In the final third step, the injection of the edge cleaner liquid 13 is stopped and the wafer W is rotated at high acceleration. The edge cleaner liquid 13 remaining on the wafer W is rotated by rotating the wafer W at high acceleration.
Is quickly discharged to the outside of the wafer. This shortens the contact time between the residual edge cleaner liquid 13 and the coating film S,
The edge cleaner liquid 13 is suppressed from being taken into the coating film S, and swelling of the end portion of the coating film due to the swelling is prevented. With the above, the operation of the edge clean is completed.

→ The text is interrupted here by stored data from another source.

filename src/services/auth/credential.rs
use std::fmt;

use jsonwebtoken::{Algorithm, DecodingKey, EncodingKey, Header, Validation, errors::ErrorKind};
use serde::{Deserialize, Serialize};
use thiserror::Error;
use tracing::error;
use uuid::Uuid;

use crate::error::AppError;
use crate::services::auth::identity::IdentityContext;

/// Errors returned by credential verification.
///
/// Every variant surfaces to callers as "not authenticated"; the distinction
/// only exists for logs.
#[derive(Debug, Error, PartialEq, Eq)]
pub enum CredentialError {
    #[error("malformed credential")]
    Malformed,
    #[error("credential signature mismatch")]
    BadSignature,
    #[error("credential expired")]
    Expired,
    #[error("credential issuer mismatch")]
    IssuerMismatch,
    #[error("credential audience mismatch")]
    AudienceMismatch,
}

impl From<jsonwebtoken::errors::Error> for CredentialError {
    fn from(e: jsonwebtoken::errors::Error) -> Self {
        match e.kind() {
            ErrorKind::InvalidSignature => Self::BadSignature,
            ErrorKind::ExpiredSignature => Self::Expired,
            ErrorKind::InvalidIssuer => Self::IssuerMismatch,
            ErrorKind::InvalidAudience => Self::AudienceMismatch,
            _ => Self::Malformed,
        }
    }
}

/// JWT claims carried by a credential.
///
/// - `role` is always written, possibly as `""`.
/// - `sub` is only written when a subject was given.
#[derive(Debug, Clone, Serialize, Deserialize)]
struct CredentialClaims {
    #[serde(default)]
    iss: String,
    #[serde(default)]
    aud: String,
    #[serde(default, skip_serializing_if = "Option::is_none")]
    sub: Option<String>,
    #[serde(default)]
    role: String,
    #[serde(default)]
    iat: i64,
    exp: i64,
    #[serde(default)]
    jti: String,
}

/// Settings the codec is built from. Read once at startup.
#[derive(Clone)]
pub struct CredentialSettings {
    pub secret: Vec<u8>,
    pub issuer: String,
    pub audience: String,
    pub ttl_seconds: u64,
    pub leeway_seconds: u64,
    pub validate_issuer_audience: bool,
}

/// HS256 credential issuer and verifier sharing one symmetric key.
#[derive(Clone)]
pub struct CredentialCodec {
    encoding_key: EncodingKey,
    decoding_key: DecodingKey,
    validation: Validation,
    issuer: String,
    audience: String,
    ttl_seconds: u64,
}

impl fmt::Debug for CredentialCodec {
    fn fmt(&self, f: &mut fmt::Formatter<'_>) -> fmt::Result {
        // Do not print key material
        f.debug_struct("CredentialCodec")
            .field("issuer", &self.issuer)
            .field("audience", &self.audience)
            .field("ttl_seconds", &self.ttl_seconds)
            .field("validation", &self.validation)
            .finish()
    }
}

impl CredentialCodec {
    pub fn new(settings: CredentialSettings) -> Self {
        let mut validation = Validation::new(Algorithm::HS256);
        validation.leeway = settings.leeway_seconds;
        if settings.validate_issuer_audience {
            validation.set_issuer(&[&settings.issuer]);
            validation.set_audience(&[&settings.audience]);
        } else {
            validation.validate_aud = false;
        }

        Self {
            encoding_key: EncodingKey::from_secret(&settings.secret),
            decoding_key: DecodingKey::from_secret(&settings.secret),
            validation,
            issuer: settings.issuer,
            audience: settings.audience,
            ttl_seconds: settings.ttl_seconds,
        }
    }

    pub fn ttl_seconds(&self) -> u64 {
        self.ttl_seconds
    }

    /// Issue a signed credential valid for `ttl_seconds` from now.
    pub fn issue(&self, subject: Option<&str>, role: &str) -> Result<String, AppError> {
        self.issue_at(subject, role, chrono::Utc::now().timestamp())
    }

    fn issue_at(&self, subject: Option<&str>, role: &str, now: i64) -> Result<String, AppError> {
        let exp = i64::try_from(self.ttl_seconds)
            .ok()
            .and_then(|ttl| now.checked_add(ttl))
            .ok_or_else(|| {
                error!(ttl_seconds = self.ttl_seconds, "credential expiry out of range");
                AppError::Internal
            })?;

        let claims = CredentialClaims {
            iss: self.issuer.clone(),
            aud: self.audience.clone(),
            sub: subject.map(str::to_string),
            role: role.to_string(),
            iat: now,
            exp,
            jti: Uuid::new_v4().to_string(),
        };

        self.sign(&claims)
    }

    fn sign(&self, claims: &CredentialClaims) -> Result<String, AppError> {
        let mut header = Header::new(Algorithm::HS256);
        header.typ = Some("JWT".to_string());
        jsonwebtoken::encode(&header, claims, &self.encoding_key).map_err(|e| {
            error!(error = %e, "failed to sign credential");
            AppError::Internal
        })
    }

    /// Verify signature, expiry and (when enabled) issuer/audience.
    ///
    /// Malformed input is reported as [`CredentialError::Malformed`], never a panic.
    pub fn verify(&self, raw: &str) -> Result<IdentityContext, CredentialError> {
        let data =
            jsonwebtoken::decode::<CredentialClaims>(raw, &self.decoding_key, &self.validation)?;
        let claims = data.claims;

        Ok(IdentityContext::authenticated(claims.sub, &claims.role))
    }
}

The edge cleaning method according to the present invention is not limited to the above-mentioned embodiment, but may be applied in various ways. For example, the number of revolutions and acceleration in each step can be arbitrarily set as long as the coating film S can be removed. The procedure of the edge cleaning method according to the present invention is
The number of steps need not be three, and may be three or more as long as the content of each step constituting the configuration of the present invention is included.

[0013]

As described above in detail, according to the edge cleaning method of the present invention, the contact time between the solvent and the coating film and the coating film are changed by changing the rotation speed and the acceleration of the wafer stepwise. Since it is possible to control the removal width and the residual solvent discharge, the coating film on the outer peripheral portion of the wafer can be reliably removed with the vertical edge shape, and dust generation due to chipping of the coating film can be prevented. , The product yield can be improved.

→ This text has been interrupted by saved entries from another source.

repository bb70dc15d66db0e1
pub mod gate;
/// Factory: build `CredentialCodec` from application `Config`.
use std::sync::Arc;

use crate::config::Config;
use crate::services::auth::{CredentialCodec, CredentialSettings};

pub fn build_credential_codec(config: &Config) -> Arc<CredentialCodec> {
    let codec = CredentialCodec::new(CredentialSettings {
        secret: config.auth_signing_secret.clone(),
        issuer: config.auth_issuer.clone(),
        audience: config.auth_audience.clone(),
        ttl_seconds: config.access_token_ttl_seconds,
        leeway_seconds: config.access_token_leeway_seconds,
        validate_issuer_audience: config.validate_issuer_audience,
    });

    Arc::new(codec)
}
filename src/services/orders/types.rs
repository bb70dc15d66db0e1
use rust_decimal::Decimal;

/// Order as submitted by the caller. Never persisted.
#[derive(Debug, Clone, PartialEq, Eq)]
pub struct Order {
    /// Kept as the raw string; the validator decides whether it is numeric.
    pub order_id: String,
    pub amount: Decimal,
}

impl Order {
    pub fn new(order_id: impl Into<String>, amount: Decimal) -> Self {
        Self {
            order_id: order_id.into(),
            amount,
        }
    }
}
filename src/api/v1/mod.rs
/*
 * Responsibility
 * - v1 の公開ポイント (routes() の re-export など)
 */
pub mod dto;
pub mod extractors;
pub mod handlers;
mod routes;

pub use routes::routes;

[Brief description of drawings]

FIG. 1 is a schematic view of an edge cleaner used in an edge cleaning method of the present invention.

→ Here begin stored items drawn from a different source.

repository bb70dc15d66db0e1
//! Gate stages: the individual checks the authorization gate is built from.
//!
//! A stage reads and extends a [`RequestScope`], then either lets the request
//! continue (`Ok(())`) or short-circuits it (`Err(GateError)`).
//! The same stage values back the inline gate and the middleware filters.

use std::sync::Arc;

use thiserror::Error;
use tracing::debug;

use crate::services::auth::{CredentialCodec, IdentityContext};

#[derive(Debug, Clone, Error, PartialEq, Eq)]
pub enum GateError {
    #[error("must be logged in")]
    Unauthenticated,
    #[error("lacks permission: requires role {required_role:?}")]
    Forbidden { required_role: String },
}

/// Per-request state threaded through the gate stages.
///
/// Holds the raw credential as delivered by the transport and, once the
/// authenticate stage has run, the derived identity.
#[derive(Debug, Clone, Default)]
pub struct RequestScope {
    credential: Option<String>,
    identity: Option<IdentityContext>,
}

impl RequestScope {
    pub fn new(credential: Option<&str>) -> Self {
        Self {
            credential: credential.map(str::to_string),
            identity: None,
        }
    }

    pub fn credential(&self) -> Option<&str> {
        self.credential.as_deref()
    }

    pub fn identity(&self) -> Option<&IdentityContext> {
        self.identity.as_ref()
    }

    pub fn into_identity(self) -> Option<IdentityContext> {
        self.identity
    }
}

pub trait GateStage: Send + Sync {
    fn name(&self) -> &'static str;

    fn check(&self, scope: &mut RequestScope) -> Result<(), GateError>;
}

/// Verifies the credential and stores the identity in the scope.
#[derive(Debug, Clone)]
pub struct Authenticate {
    codec: Arc<CredentialCodec>,
}

impl Authenticate {
    pub fn new(codec: Arc<CredentialCodec>) -> Self {
        Self { codec }
    }
}

impl GateStage for Authenticate {
    fn name(&self) -> &'static str {
        "authenticate"
    }

    fn check(&self, scope: &mut RequestScope) -> Result<(), GateError> {
        let raw = scope.credential().ok_or(GateError::Unauthenticated)?;

        let identity = self.codec.verify(raw).map_err(|err| {
            debug!(error = %err, "credential rejected");
            GateError::Unauthenticated
        })?;

        scope.identity = Some(identity);
        Ok(())
    }
}

/// Requires an authenticated identity holding `role`.
#[derive(Debug, Clone)]
pub struct RequireRole {
    role: String,
}

impl RequireRole {
    pub fn new(role: impl Into<String>) -> Self {
        Self { role: role.into() }
    }
}

impl GateStage for RequireRole {
    fn name(&self) -> &'static str {
        "authorize"
    }

    fn check(&self, scope: &mut RequestScope) -> Result<(), GateError> {
        // No identity means no authenticate stage ran before this one.
        let identity = scope
            .identity()
            .filter(|identity| identity.is_authenticated)
            .ok_or(GateError::Unauthenticated)?;

        if identity.has_role(&self.role) {
            Ok(())
        } else {
            Err(GateError::Forbidden {
                required_role: self.role.clone(),
            })
        }
    }
}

FIG. 2 is a side view of an edge cleaner used in the edge cleaning method of the present invention.

FIG. 3 is a top view showing a first step of edge clean which is an embodiment of the present invention.

FIG. 4 is a side view of FIG. 3;

FIG. 5 is a top view showing a second step of edge cleaning according to the embodiment of the present invention.

FIG. 6 is a side view of FIG. 5;

[Explanation of reference numerals] 1 wafer chuck (wafer stage) 13 solvent L1 coating film removal width in step 1 L2 coating film removal width in step S S coating film W wafer

Claims (2)

[Claims] 1. An edge cleaning method in which a wafer is attracted to a wafer stage and rotated, and a solvent is injected to remove a coating film on a peripheral portion of the wafer by a predetermined width, wherein a rotation speed and an acceleration of the wafer are stepwise. Edge cleaning method characterized by changing to. 2. An edge clean method in which a wafer is attracted to a wafer stage and rotated, and a solvent is injected to remove a coating film on a peripheral portion of the wafer by a predetermined width. In the edge clean method, the wafer is rotated at a high speed and the solvent is injected. A first step that is performed for a sufficient time, a second step that rotates the wafer at a lower speed than the rotation of the first step, and a solvent injection that is shorter than the first step, and a first step that does not perform solvent injection. And a third step of rotating the wafer at a higher speed than the rotation of one step.